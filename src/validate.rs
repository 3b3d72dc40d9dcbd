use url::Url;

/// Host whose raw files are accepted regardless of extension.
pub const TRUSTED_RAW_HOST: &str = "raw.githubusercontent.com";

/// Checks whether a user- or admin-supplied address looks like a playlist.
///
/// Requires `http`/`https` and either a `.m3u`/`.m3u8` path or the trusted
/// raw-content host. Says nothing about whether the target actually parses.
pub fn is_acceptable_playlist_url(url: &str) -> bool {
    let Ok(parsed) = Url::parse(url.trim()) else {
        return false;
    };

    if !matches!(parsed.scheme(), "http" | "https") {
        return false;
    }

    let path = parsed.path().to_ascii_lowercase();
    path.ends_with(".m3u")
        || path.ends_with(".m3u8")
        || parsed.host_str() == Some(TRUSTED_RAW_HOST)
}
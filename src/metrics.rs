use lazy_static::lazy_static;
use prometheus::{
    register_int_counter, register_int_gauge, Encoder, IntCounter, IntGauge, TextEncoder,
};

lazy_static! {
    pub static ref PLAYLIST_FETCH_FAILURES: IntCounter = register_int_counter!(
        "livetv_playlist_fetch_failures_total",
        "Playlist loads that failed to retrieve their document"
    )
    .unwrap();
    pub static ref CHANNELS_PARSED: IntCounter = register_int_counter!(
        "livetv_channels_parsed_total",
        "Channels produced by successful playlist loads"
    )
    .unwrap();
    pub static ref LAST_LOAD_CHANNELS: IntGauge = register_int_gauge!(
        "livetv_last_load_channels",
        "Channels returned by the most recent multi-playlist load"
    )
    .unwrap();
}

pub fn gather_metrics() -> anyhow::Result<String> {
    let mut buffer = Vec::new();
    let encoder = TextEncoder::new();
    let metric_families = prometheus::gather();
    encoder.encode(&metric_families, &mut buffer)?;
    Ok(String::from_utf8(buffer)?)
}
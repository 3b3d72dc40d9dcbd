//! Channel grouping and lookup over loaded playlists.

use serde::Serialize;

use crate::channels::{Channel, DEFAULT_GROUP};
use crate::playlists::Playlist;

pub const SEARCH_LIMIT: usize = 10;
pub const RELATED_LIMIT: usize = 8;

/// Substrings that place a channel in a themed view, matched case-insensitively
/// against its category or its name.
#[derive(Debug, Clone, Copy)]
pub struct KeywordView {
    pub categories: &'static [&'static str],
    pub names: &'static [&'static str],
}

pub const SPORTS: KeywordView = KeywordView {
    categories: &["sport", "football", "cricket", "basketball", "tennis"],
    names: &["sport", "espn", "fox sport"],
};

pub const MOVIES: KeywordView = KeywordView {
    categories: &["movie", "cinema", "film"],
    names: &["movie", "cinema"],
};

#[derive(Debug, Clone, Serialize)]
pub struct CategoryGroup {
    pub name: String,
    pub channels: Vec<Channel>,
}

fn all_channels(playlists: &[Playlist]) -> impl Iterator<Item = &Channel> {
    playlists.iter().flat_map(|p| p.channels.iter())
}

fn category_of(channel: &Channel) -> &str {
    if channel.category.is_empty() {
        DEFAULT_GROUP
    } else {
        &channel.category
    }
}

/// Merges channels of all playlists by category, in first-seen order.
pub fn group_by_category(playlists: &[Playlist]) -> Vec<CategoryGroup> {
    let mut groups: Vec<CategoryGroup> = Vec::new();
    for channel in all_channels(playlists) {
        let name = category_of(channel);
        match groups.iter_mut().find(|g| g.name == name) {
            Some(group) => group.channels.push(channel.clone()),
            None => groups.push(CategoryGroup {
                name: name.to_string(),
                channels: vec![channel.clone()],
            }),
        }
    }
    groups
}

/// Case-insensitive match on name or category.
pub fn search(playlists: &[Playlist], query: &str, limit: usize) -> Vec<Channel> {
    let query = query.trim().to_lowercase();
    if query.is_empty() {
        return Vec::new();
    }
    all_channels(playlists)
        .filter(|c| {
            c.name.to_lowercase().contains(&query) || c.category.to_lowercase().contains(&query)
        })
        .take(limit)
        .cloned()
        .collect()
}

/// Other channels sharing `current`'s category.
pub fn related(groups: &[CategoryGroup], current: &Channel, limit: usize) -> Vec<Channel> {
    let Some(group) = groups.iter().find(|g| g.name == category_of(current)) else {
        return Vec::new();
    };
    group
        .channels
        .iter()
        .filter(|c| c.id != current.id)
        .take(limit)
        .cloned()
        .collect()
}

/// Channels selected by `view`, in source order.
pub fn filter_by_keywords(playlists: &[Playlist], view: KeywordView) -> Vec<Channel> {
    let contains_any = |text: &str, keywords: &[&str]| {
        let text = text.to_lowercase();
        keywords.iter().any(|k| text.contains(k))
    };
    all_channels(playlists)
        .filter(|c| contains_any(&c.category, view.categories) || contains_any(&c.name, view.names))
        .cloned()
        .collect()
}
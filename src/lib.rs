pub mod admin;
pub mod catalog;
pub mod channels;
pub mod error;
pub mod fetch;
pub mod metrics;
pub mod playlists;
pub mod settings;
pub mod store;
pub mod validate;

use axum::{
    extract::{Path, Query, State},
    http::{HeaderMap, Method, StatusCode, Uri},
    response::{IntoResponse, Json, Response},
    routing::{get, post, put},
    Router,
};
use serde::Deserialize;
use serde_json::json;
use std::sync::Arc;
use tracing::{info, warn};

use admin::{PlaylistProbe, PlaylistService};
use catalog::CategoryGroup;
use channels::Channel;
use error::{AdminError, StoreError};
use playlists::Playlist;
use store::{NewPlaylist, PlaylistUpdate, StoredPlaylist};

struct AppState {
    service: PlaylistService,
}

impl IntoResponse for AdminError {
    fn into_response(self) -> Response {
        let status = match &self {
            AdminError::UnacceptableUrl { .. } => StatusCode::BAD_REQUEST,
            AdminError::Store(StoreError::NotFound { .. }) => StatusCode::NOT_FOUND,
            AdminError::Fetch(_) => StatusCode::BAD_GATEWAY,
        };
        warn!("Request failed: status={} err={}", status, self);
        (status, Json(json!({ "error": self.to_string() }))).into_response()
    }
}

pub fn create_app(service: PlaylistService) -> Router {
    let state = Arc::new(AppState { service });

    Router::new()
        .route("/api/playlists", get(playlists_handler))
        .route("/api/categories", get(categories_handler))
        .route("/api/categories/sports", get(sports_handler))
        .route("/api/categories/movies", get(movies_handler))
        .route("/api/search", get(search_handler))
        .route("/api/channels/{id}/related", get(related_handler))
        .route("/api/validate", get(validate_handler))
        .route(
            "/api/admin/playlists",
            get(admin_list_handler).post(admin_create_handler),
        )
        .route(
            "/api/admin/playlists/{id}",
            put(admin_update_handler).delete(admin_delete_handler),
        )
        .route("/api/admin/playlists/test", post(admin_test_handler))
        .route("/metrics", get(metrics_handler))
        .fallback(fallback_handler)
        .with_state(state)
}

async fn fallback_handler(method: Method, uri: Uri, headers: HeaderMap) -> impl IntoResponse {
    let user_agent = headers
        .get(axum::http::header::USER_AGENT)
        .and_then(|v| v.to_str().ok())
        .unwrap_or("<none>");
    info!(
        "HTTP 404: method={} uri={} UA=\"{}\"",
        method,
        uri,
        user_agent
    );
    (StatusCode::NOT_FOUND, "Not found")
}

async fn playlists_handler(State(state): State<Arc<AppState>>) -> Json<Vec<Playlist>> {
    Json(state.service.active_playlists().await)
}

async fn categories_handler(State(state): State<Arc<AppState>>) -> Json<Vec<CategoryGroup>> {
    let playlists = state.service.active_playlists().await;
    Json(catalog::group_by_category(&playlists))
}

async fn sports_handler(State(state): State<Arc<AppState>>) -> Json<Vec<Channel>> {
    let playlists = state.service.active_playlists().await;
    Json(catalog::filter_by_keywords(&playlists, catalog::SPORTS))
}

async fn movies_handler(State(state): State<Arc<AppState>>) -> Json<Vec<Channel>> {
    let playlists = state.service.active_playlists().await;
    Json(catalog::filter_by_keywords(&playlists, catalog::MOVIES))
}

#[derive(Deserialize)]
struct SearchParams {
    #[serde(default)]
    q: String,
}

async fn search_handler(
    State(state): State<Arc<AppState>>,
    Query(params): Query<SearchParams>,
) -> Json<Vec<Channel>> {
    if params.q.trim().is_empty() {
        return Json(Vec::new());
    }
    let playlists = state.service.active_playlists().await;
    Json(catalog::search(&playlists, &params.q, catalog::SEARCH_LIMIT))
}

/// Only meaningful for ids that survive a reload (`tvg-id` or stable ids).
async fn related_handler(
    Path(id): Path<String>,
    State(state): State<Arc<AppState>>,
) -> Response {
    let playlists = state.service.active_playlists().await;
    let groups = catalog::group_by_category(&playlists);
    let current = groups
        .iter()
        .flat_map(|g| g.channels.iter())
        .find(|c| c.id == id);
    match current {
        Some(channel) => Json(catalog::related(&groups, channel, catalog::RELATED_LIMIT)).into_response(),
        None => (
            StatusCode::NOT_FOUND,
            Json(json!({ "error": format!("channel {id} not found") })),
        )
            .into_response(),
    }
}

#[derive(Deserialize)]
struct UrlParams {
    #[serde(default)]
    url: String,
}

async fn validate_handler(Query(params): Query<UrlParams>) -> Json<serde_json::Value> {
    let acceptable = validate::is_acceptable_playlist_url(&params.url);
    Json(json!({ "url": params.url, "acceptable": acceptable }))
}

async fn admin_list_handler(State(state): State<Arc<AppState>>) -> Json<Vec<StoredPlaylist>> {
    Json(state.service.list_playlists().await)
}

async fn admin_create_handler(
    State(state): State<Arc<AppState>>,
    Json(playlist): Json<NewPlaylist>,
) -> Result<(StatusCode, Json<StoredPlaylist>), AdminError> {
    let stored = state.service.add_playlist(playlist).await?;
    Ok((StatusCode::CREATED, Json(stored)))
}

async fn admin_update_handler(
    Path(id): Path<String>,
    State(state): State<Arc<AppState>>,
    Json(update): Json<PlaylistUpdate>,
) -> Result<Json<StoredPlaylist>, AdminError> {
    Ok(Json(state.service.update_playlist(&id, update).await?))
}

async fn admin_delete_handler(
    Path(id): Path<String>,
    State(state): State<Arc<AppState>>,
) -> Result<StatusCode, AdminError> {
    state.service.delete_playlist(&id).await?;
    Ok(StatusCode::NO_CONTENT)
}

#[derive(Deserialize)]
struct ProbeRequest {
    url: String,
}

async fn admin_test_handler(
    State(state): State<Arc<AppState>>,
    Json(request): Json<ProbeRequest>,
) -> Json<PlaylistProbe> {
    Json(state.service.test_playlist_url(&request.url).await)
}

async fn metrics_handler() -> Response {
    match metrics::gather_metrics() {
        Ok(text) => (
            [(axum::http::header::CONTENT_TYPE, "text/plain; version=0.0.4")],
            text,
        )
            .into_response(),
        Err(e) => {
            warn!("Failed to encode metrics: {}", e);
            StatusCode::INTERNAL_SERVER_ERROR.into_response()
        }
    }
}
_ _ _ _
# [EXERCISE INSTRUCTIONS]
Your answer should consist of the lines of the listing that contain "else", copied as they stand.

# [YOUR SOLUTION]
    let Ok(parsed) = Url::parse(url.trim()) else {
    } else {
    let Some(group) = groups.iter().find(|g| g.name == category_of(current)) else {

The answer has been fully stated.